Start of Block

// src/wiki/record.rs
// =============================================================================
// The data we pull out of one creature's wiki page.
//
// Every field except wiki_url is an Option. "None" means the key is really
// absent (it is skipped when serializing), which is different from an empty
// list: a page without a compatibility table has no likes at all, while a
// page whose compatibility cell says "TBA" has likes = [].
// =============================================================================

use serde::{Deserialize, Serialize};
use std::fmt;

// The creature number from the first table cell.
//
// Most pages hold a plain integer, but some hold things like "7?" or
// "Special", which we keep as the raw text instead of dropping.
#[derive(Debug, Clone, PartialEq, Eq, Serialize, Deserialize)]
#[serde(untagged)]
pub enum CreatureNumber {
    Number(i64),
    Text(String),
}

impl CreatureNumber {
    // Integer if the trimmed text parses, otherwise the untouched text.
    pub fn parse(raw: &str) -> Self {
        match raw.trim().parse::<i64>() {
            Ok(n) => CreatureNumber::Number(n),
            Err(_) => CreatureNumber::Text(raw.to_string()),
        }
    }
}

impl fmt::Display for CreatureNumber {
    fn fmt(&self, f: &mut fmt::Formatter<'_>) -> fmt::Result {
        match self {
            CreatureNumber::Number(n) => write!(f, "{n}"),
            CreatureNumber::Text(s) => f.write_str(s),
        }
    }
}

/// One Space Creature as scraped from its detail page.
#[derive(Debug, Clone, Default, PartialEq, Eq, Serialize, Deserialize)]
pub struct CreatureRecord {
    /// The detail page this record came from. Always set.
    pub wiki_url: String,
    #[serde(default, skip_serializing_if = "Option::is_none")]
    pub number: Option<CreatureNumber>,
    #[serde(default, skip_serializing_if = "Option::is_none")]
    pub name: Option<String>,
    #[serde(default, skip_serializing_if = "Option::is_none")]
    pub personality: Option<String>,
    #[serde(default, skip_serializing_if = "Option::is_none")]
    pub likes: Option<Vec<String>>,
    #[serde(default, skip_serializing_if = "Option::is_none")]
    pub dislikes: Option<Vec<String>>,
    /// Remote image URL, or a `data:image/png;base64,...` URL once inlined.
    #[serde(default, skip_serializing_if = "Option::is_none")]
    pub image_url: Option<String>,
    #[serde(default, skip_serializing_if = "Option::is_none")]
    pub image_alt: Option<String>,
    /// HTML credit line for the wiki article (only set when an image was found).
    #[serde(default, skip_serializing_if = "Option::is_none")]
    pub attribution: Option<String>,
}

impl CreatureRecord {
    pub fn new(wiki_url: impl Into<String>) -> Self {
        Self {
            wiki_url: wiki_url.into(),
            ..Self::default()
        }
    }

    pub fn has_image(&self) -> bool {
        self.image_url.is_some()
    }
}

// -----------------------------------------------------------------------------
// BEGINNER NOTES:
//
// 1. What does #[serde(untagged)] do?
//    - Serializes an enum as just its inner value, without the variant name
//    - CreatureNumber::Number(7) becomes 7, Text("N/A") becomes "N/A"
//
// 2. What does skip_serializing_if = "Option::is_none" do?
//    - Leaves the key out of the JSON when the value is None
//    - Some(vec![]) is still written, as []
// -----------------------------------------------------------------------------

End of Block

WORK ITEM ::
Please make an exact copy of the lines from the one holding "value is None" through the final line of the records above, nothing more.

WRITTEN REPLY ::
//    - Leaves the key out of the JSON when the value is None
//    - Some(vec![]) is still written, as []
// -----------------------------------------------------------------------------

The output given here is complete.